Interactions of phenolic acid derivatives with interfacial proteins and their impact on emulsion stability

Processed foods are often emulsions, which are thermodynamically unstable systems. Proteins such as β-lactoglobulin (β-Lg) can stabilize the oil-water interface in emulsions due to their amphiphilic, film-forming, and electrostatic properties. They initially adsorb at the interface and undergo conformational changes. At the molecular level of an emulsion, intermolecular interactions between interfacial proteins enable the formation of a viscoelastic interfacial film. This, along with electrostatic effects, stabilizes the emulsion at the technofunctional level, resulting in both physical and chemical emulsion stability.

In food-based emulsions, proteins also interact with other components such as phenolic compounds. These interactions can compete with the intermolecular protein interactions within the interfacial film and influence the protein conformation, leading to changes in emulsion stability. However, studies show that these interactions can either increase or decrease the physical and chemical stability of an emulsion. In fact, studies focusing on interactions between phenolic compounds and proteins in aqueous environments indicate that these interactions are significantly affected by intrinsic factors, and the ambient conditions which could explain these opposing findings. Intrinsic factors primarily include the structural properties of the phenolic compounds and proteins, while ambient conditions describe parameters such as the pH. For emulsion systems, it is not yet systematically understood how these factors affect the interactions between phenolic compounds and interfacial proteins at the molecular level and how the changes reflect at the technofunctional level.

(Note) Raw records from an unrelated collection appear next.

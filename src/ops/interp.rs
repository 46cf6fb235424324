//! 삼선형 보간 기하: 기준 꼭짓점, 소수부, 8개 꼭짓점 가중치.
//! 인코딩과 역전파 커널이 같은 함수를 써야 두 방향의 기하가 어긋나지 않습니다.

use crate::ops::hash;
use crate::ops::plan::LevelDescriptor;

/// 셀을 둘러싼 꼭짓점 수.
pub const NUM_CORNERS: usize = 8;

/// 한 레벨에서 연속 좌표가 놓인 셀.
#[derive(Debug, Clone, Copy, PartialEq)]
pub struct CellSample {
    pub base: [u32; 3],
    pub frac: [f32; 3],
}

impl CellSample {
    /// `p = x·scale + 0.5`의 바닥과 소수부를 구합니다.
    ///
    /// 음수 바닥값은 `i32`를 거쳐 `u32`로 감기고 NaN은 0이 됩니다. 어떤 입력도
    /// 패닉하지 않습니다.
    #[inline]
    pub fn locate(position: [f32; 3], scale: f32) -> Self {
        let mut base = [0u32; 3];
        let mut frac = [0f32; 3];
        for d in 0..3 {
            let p = position[d] * scale + 0.5;
            let floor = p.floor();
            base[d] = floor as i32 as u32;
            frac[d] = p - floor;
        }
        Self { base, frac }
    }

    /// 꼭짓점 `index`의 정수 좌표와 가중치. 비트 `d`가 1이면 축 `d`로 +1.
    #[inline]
    pub fn corner(&self, index: usize) -> ([u32; 3], f32) {
        let mut coord = self.base;
        let mut weight = 1.0f32;
        for d in 0..3 {
            if index & (1 << d) == 0 {
                weight *= 1.0 - self.frac[d];
            } else {
                coord[d] = coord[d].wrapping_add(1);
                weight *= self.frac[d];
            }
        }
        (coord, weight)
    }
}

/// 레벨 테이블 안의 8개 꼭짓점 슬롯과 가중치.
#[inline]
pub fn corner_slots(level: &LevelDescriptor, position: [f32; 3]) -> [(u32, f32); NUM_CORNERS] {
    let cell = CellSample::locate(position, level.scale);
    let mut out = [(0u32, 0f32); NUM_CORNERS];
    for (index, entry) in out.iter_mut().enumerate() {
        let (coord, weight) = cell.corner(index);
        *entry = (hash::slot(level, coord), weight);
    }
    out
}

#[cfg(test)]
mod tests {
    use super::*;
    use approx::assert_relative_eq;

    #[test]
    fn test_weights_sum_to_one() {
        let positions = [
            [0.1f32, 0.2, 0.3],
            [0.5, 0.5, 0.5],
            [0.999, 0.001, 0.73],
            [0.0, 1.0, 0.25],
        ];
        for &scale in [15.0f32, 22.15, 511.0].iter() {
            for &position in positions.iter() {
                let cell = CellSample::locate(position, scale);
                let total: f32 = (0..NUM_CORNERS).map(|i| cell.corner(i).1).sum();
                assert_relative_eq!(total, 1.0, epsilon = 1e-5);
            }
        }
    }

    #[test]
    fn test_grid_aligned_point_has_single_corner() {
        // 0.5 · 15 + 0.5 = 8.0 → 정확히 꼭짓점 (8, 8, 8)
        let cell = CellSample::locate([0.5, 0.5, 0.5], 15.0);
        assert_eq!(cell.base, [8, 8, 8]);
        assert_eq!(cell.frac, [0.0, 0.0, 0.0]);
        let (coord, weight) = cell.corner(0);
        assert_eq!(coord, [8, 8, 8]);
        assert_eq!(weight, 1.0);
        for index in 1..NUM_CORNERS {
            assert_eq!(cell.corner(index).1, 0.0);
        }
    }

    #[test]
    fn test_origin_sits_mid_cell() {
        // 0 · scale + 0.5 = 0.5 → 모든 축 소수부 0.5, 8개 꼭짓점이 1/8씩
        let cell = CellSample::locate([0.0, 0.0, 0.0], 15.0);
        assert_eq!(cell.base, [0, 0, 0]);
        for index in 0..NUM_CORNERS {
            assert_relative_eq!(cell.corner(index).1, 0.125);
        }
        assert_eq!(cell.corner(7).0, [1, 1, 1]);
        assert_eq!(cell.corner(0b010).0, [0, 1, 0]);
    }

    #[test]
    fn test_negative_and_nan_inputs_do_not_panic() {
        let cell = CellSample::locate([-1.0, f32::NAN, 2.0], 15.0);
        // -1 · 15 + 0.5 = -14.5 → 바닥 -15
        assert_eq!(cell.base[0], (-15i32) as u32);
        assert_relative_eq!(cell.frac[0], 0.5);
        assert_eq!(cell.base[1], 0);
        assert!(cell.frac[1].is_nan());
    }
}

This thesis aimed at investigating the effects of the factors interaction location, pH, and chemical structure of phenolic compounds on the interactions with β-Lg at the molecular level and to characterize their impact on the emulsion stability at the technofunctional level. The interaction location in the emulsion was varied because β-Lg exists in a globular conformation in the aqueous phase before adsorption and then partially unfolds at the interface, affecting protein conformation and sterically accessible binding sites. The pH influences the protonation degree of molecules and thus, the electrostatic effects, which in turn affect the interactions between phenolic compounds and β-Lg at the interface. The chemical structure of phenolic compounds influences their partitioning behavior between oil, interface, and water, whereby phenolic compounds can interact with the interfacial protein from either the oil phase or the aqueous phase.